Friday, July 25, 2008

Search relevance and the data-driven web

My frustration with CNET's informative but misguided article on Microsoft's BrowseRank has only redoubled with the reading of some other stuff like Andy Ha's breathless and utterly silly piece on VentureBeat -- I refuse to link to it, but you can go look it up if you're curious. Example phrases (good for searching on, too ;-):

"could really shake up the search landscape"
"it would upend the way companies get attention online."
"it might be able to reverse MSN Search’s slide towards irrelevance."
"a new kind of search"


I decided to channel my powers for good instead of evil, and rather than trolling in the VentureBeat comments, I decided to trawl through the Onotech archives and pull together many pieces I've written about search relevance into this one handy post that I can refer to in the future.

Note that this is not just about search. Search is just one facet to the golden rectangle of the data-driven web -- search, ad targeting, discovery, and analytics -- that makes every modern web company rivers of cash. All of these product mechanisms share underlying concepts and technologies, and I've blogged about them (and the infrastructure that makes them possible) many times over the years. Here, in time order, are some of the better posts on the concepts behind the data-driven web.

Another time, I'll pull together a second summary blog post on infrastructure thoughts - because there are some really cool software technologies that make this all possible.

This is also probably a great time to show off my birthday present from Somer Simpson:
machine learning power to the data poster
Schweet. I may make T-shirts -- email me if you want one ;-)

OK, here we go:

Click data drives not just search, but all advertising

The impact of monetization on search result ranking

Query type differentiation and machine learning

All search is social search because people determine value

On relevance/selection mechanisms, and types of voting

The four fundamental ways to determine ranking

How to better understand user intent

CNET on BrowseRank: An informative article with a nonsensical premise

It's great to see a well-written, informative article, "Microsoft tries to one-up Google PageRank," about an innovation in search ranking, published at a major tech news outlet like CNET. Stephen Shankland's piece on Microsoft's BrowseRank is definitely all that. It thoughtfully discusses the concept that people's click behavior is a very powerful (and different) voting popularity mechanism than the link graph of PageRank to assess web page search relevance. All good.

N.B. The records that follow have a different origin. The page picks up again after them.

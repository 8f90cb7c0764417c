//! Insert routing throughput, warm cache vs. chunk creation

use criterion::{black_box, criterion_group, criterion_main, BatchSize, Criterion};
use hyperchunk_core::catalog::Catalog;
use hyperchunk_core::dimension::DimensionSpec;
use hyperchunk_core::hypertable::{EngineConfig, HypertableManager};
use hyperchunk_core::{Row, Value};
use rand::rngs::StdRng;
use rand::{Rng, SeedableRng};
use std::sync::Arc;

const INTERVAL: i64 = 3_600_000_000;

fn setup() -> (HypertableManager, hyperchunk_core::HypertableId) {
    let catalog = Arc::new(Catalog::in_memory());
    let manager = HypertableManager::new(catalog, EngineConfig::default());
    let id = manager
        .create_hypertable(
            "metrics",
            vec![DimensionSpec::time("time", INTERVAL), DimensionSpec::space("device", 8)],
            0,
            None,
        )
        .unwrap();
    (manager, id)
}

fn rows(n: usize, span: i64) -> Vec<Row> {
    let mut rng = StdRng::seed_from_u64(42);
    (0..n)
        .map(|_| {
            Row::new()
                .with("time", Value::Timestamp(rng.gen_range(0..span)))
                .with("device", format!("device-{}", rng.gen_range(0..64)))
        })
        .collect()
}

fn bench_routing(c: &mut Criterion) {
    let (manager, id) = setup();
    let warm = rows(10_000, 24 * INTERVAL);
    for row in &warm {
        manager.insert_row(id, row).unwrap();
    }

    c.bench_function("routing/warm_cache", |b| {
        b.iter(|| {
            for row in &warm {
                black_box(manager.insert_row(id, row).unwrap());
            }
        })
    });

    c.bench_function("routing/create_chunks", |b| {
        b.iter_batched(
            || (setup(), rows(1_000, 1_000 * INTERVAL)),
            |((manager, id), rows)| {
                for row in &rows {
                    black_box(manager.insert_row(id, row).unwrap());
                }
            },
            BatchSize::LargeInput,
        )
    });
}

criterion_group!(benches, bench_routing);
criterion_main!(benches);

However it's maddening to see yet another naive or deliberately misleading article on an innovation in search ranking, that perpetuates persistent misunderstanding of how search works and what makes search better. Maybe it's just a standard media trope to essentialize any topic to the point of parody, but I'm so tired of seeing pieces that fetishize "The Algorithm" as some singular magical trump card by which search is won and lost. Combining scientific models to produce a ranking function is difficult, obscure, and incredibly important, so to some extent I can understand why the media keeps writing stories focused on this. But it's sort of like watching a Saturn V take off for the moon, and turning confidently to your neighbor and saying, "that thing takes off because NASA figured out The Engine... I hear the Russians are working on something better than "The Engine."

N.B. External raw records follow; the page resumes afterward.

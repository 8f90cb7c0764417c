//! Data-node placement for distributed hypertables
//!
//! A new chunk of a distributed hypertable is replicated on
//! `replication_factor` data nodes. Nodes holding the fewest chunks of the
//! hypertable are preferred; ties go to the lowest node name so placement is
//! reproducible for identical catalog state.

use crate::catalog::NodeRegistry;
use crate::hypercube::Hypercube;
use crate::hypertable::HypertableRecord;
use crate::{HyperError, NodeId, Result};
use std::collections::BTreeSet;
use std::sync::Arc;
use tracing::debug;

/// Chooses the data nodes for new chunks
pub struct PlacementEngine {
    nodes: Arc<dyn NodeRegistry>,
}

impl PlacementEngine {
    pub fn new(nodes: Arc<dyn NodeRegistry>) -> Self {
        Self { nodes }
    }

    /// Candidate pool: the hypertable's own node list restricted to
    /// available nodes, or every available node when no list is set.
    pub fn available_data_nodes(&self, hypertable: &HypertableRecord) -> Result<Vec<NodeId>> {
        let available = self.nodes.available_nodes()?;
        let pool = match &hypertable.data_nodes {
            Some(configured) => configured
                .iter()
                .filter(|n| available.contains(*n))
                .cloned()
                .collect::<BTreeSet<_>>()
                .into_iter()
                .collect(),
            None => available.into_iter().collect(),
        };
        Ok(pool)
    }

    /// Select the data nodes that will hold a new chunk's replicas
    pub fn assign_chunk_data_nodes(
        &self,
        hypertable: &HypertableRecord,
        hypercube: &Hypercube,
    ) -> Result<Vec<NodeId>> {
        if !hypertable.is_distributed() {
            return Err(HyperError::Validation(format!(
                "hypertable {} is not distributed",
                hypertable.qualified_name()
            )));
        }

        let mut pool = self.available_data_nodes(hypertable)?;
        let required = hypertable.replication_factor as usize;
        if required > pool.len() {
            return Err(HyperError::Placement {
                required,
                available: pool.len(),
            });
        }

        let counts = self.nodes.chunk_count_per_node(hypertable.id)?;
        pool.sort_by(|a, b| {
            let load_a = counts.get(a).copied().unwrap_or(0);
            let load_b = counts.get(b).copied().unwrap_or(0);
            load_a.cmp(&load_b).then_with(|| a.cmp(b))
        });
        pool.truncate(required);

        debug!(
            "Placed chunk {} of hypertable {} on {:?}",
            hypercube,
            hypertable.id,
            pool
        );
        Ok(pool)
    }
}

Please. Great search is made up of a couple major areas of competence:
* Scaled aggregation of content. It doesn't matter how good your matching might be if you don't have what the user wants in your cupboard of goodies.
* Scaled user voting behavior to assess value. Be this the ability to crawl and assess hyperlinks, access to and the ability to assess user clicks, or one of (as Udi Manber rightly says) hundreds of other variously valuable and tractable methods, you need access to behavior metadata, crystallized in one form or another
* A scientific process and platform by which you can run many experiments to fine-tune the value of various voting behavior signals.
* A technological platform to rapidly and cost-effectively perform this mind-boggling level of computation, faster than the answers and the questions are evolving on a global scale.
* A bunch of really great scalability engineers to build that platform
* A bunch of really great search scientists to conceive, build, and test models on a continuous basis
* Oh, and a very effective monetization effort to pay for all of this incredibly expensive infrastructure, people, and time cost.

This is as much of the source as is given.